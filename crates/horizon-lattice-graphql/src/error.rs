//! Error types for the GraphQL client.

use crate::response::ErrorData;

/// Errors produced by queries, mutations and subscriptions.
///
/// The type is `Clone` because a single transport failure is fanned out to
/// every live subscription on the connection.
#[derive(Debug, Clone, thiserror::Error)]
pub enum ClientError {
    /// Socket open, send or receive failed, or the server went away.
    #[error("Transport error: {0}")]
    Transport(String),

    /// An inbound frame or payload could not be decoded.
    #[error("Decode error: {0}")]
    Decode(String),

    /// The server reported one or more GraphQL errors.
    #[error("GraphQL error: {}", join_messages(.0))]
    Response(Vec<ErrorData>),

    /// The request could not be encoded or prepared locally.
    #[error("Request error: {0}")]
    Request(String),

    /// HTTP error status (4xx or 5xx) on the query path.
    #[error("HTTP {status}{}", status_suffix(.message))]
    HttpStatus {
        /// The HTTP status code.
        status: u16,
        /// Response body, if it could be read.
        message: Option<String>,
    },

    /// Operation attempted on a connection that has terminated.
    #[error("Connection closed")]
    ConnectionClosed,

    /// A connect or handshake deadline elapsed.
    #[error("Timed out: {0}")]
    Timeout(String),
}

impl ClientError {
    /// The server-reported errors, if this is a response error.
    pub fn response_errors(&self) -> Option<&[ErrorData]> {
        match self {
            Self::Response(errors) => Some(errors),
            _ => None,
        }
    }

    /// Whether the error came from the socket or the HTTP transport.
    pub fn is_transport(&self) -> bool {
        matches!(
            self,
            Self::Transport(_) | Self::Timeout(_) | Self::ConnectionClosed
        )
    }
}

fn status_suffix(message: &Option<String>) -> String {
    match message {
        Some(msg) => format!(": {msg}"),
        None => String::new(),
    }
}

fn join_messages(errors: &[ErrorData]) -> String {
    errors
        .iter()
        .map(|e| e.message.as_str())
        .collect::<Vec<_>>()
        .join("; ")
}

impl From<reqwest::Error> for ClientError {
    fn from(err: reqwest::Error) -> Self {
        if err.is_timeout() {
            Self::Timeout(err.to_string())
        } else if err.is_decode() {
            Self::Decode(err.to_string())
        } else if err.is_builder() {
            Self::Request(err.to_string())
        } else {
            Self::Transport(err.to_string())
        }
    }
}

impl From<tokio_tungstenite::tungstenite::Error> for ClientError {
    fn from(err: tokio_tungstenite::tungstenite::Error) -> Self {
        Self::Transport(err.to_string())
    }
}

impl From<url::ParseError> for ClientError {
    fn from(err: url::ParseError) -> Self {
        Self::Request(format!("invalid URL: {err}"))
    }
}

impl From<serde_json::Error> for ClientError {
    fn from(err: serde_json::Error) -> Self {
        if err.is_data() || err.is_syntax() || err.is_eof() {
            Self::Decode(err.to_string())
        } else {
            Self::Request(err.to_string())
        }
    }
}

impl From<http::header::InvalidHeaderName> for ClientError {
    fn from(err: http::header::InvalidHeaderName) -> Self {
        Self::Request(format!("invalid header: {err}"))
    }
}

impl From<http::header::InvalidHeaderValue> for ClientError {
    fn from(err: http::header::InvalidHeaderValue) -> Self {
        Self::Request(format!("invalid header: {err}"))
    }
}

/// A specialized Result type for GraphQL client operations.
pub type Result<T> = std::result::Result<T, ClientError>;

________________________

◆ **WHAT TO PRODUCE**: What you return should be the lines from the beginning of the records through the one that contains "that has terminated.", repeated exactly and with no additions.

◆ **OUTPUT OF THE TASK**:
filename crates/horizon-lattice-graphql/src/error.rs
//! Error types for the GraphQL client.

use crate::response::ErrorData;

/// Errors produced by queries, mutations and subscriptions.
///
/// The type is `Clone` because a single transport failure is fanned out to
/// every live subscription on the connection.
#[derive(Debug, Clone, thiserror::Error)]
pub enum ClientError {
    /// Socket open, send or receive failed, or the server went away.
    #[error("Transport error: {0}")]
    Transport(String),

    /// An inbound frame or payload could not be decoded.
    #[error("Decode error: {0}")]
    Decode(String),

    /// The server reported one or more GraphQL errors.
    #[error("GraphQL error: {}", join_messages(.0))]
    Response(Vec<ErrorData>),

    /// The request could not be encoded or prepared locally.
    #[error("Request error: {0}")]
    Request(String),

    /// HTTP error status (4xx or 5xx) on the query path.
    #[error("HTTP {status}{}", status_suffix(.message))]
    HttpStatus {
        /// The HTTP status code.
        status: u16,
        /// Response body, if it could be read.
        message: Option<String>,
    },

    /// Operation attempted on a connection that has terminated.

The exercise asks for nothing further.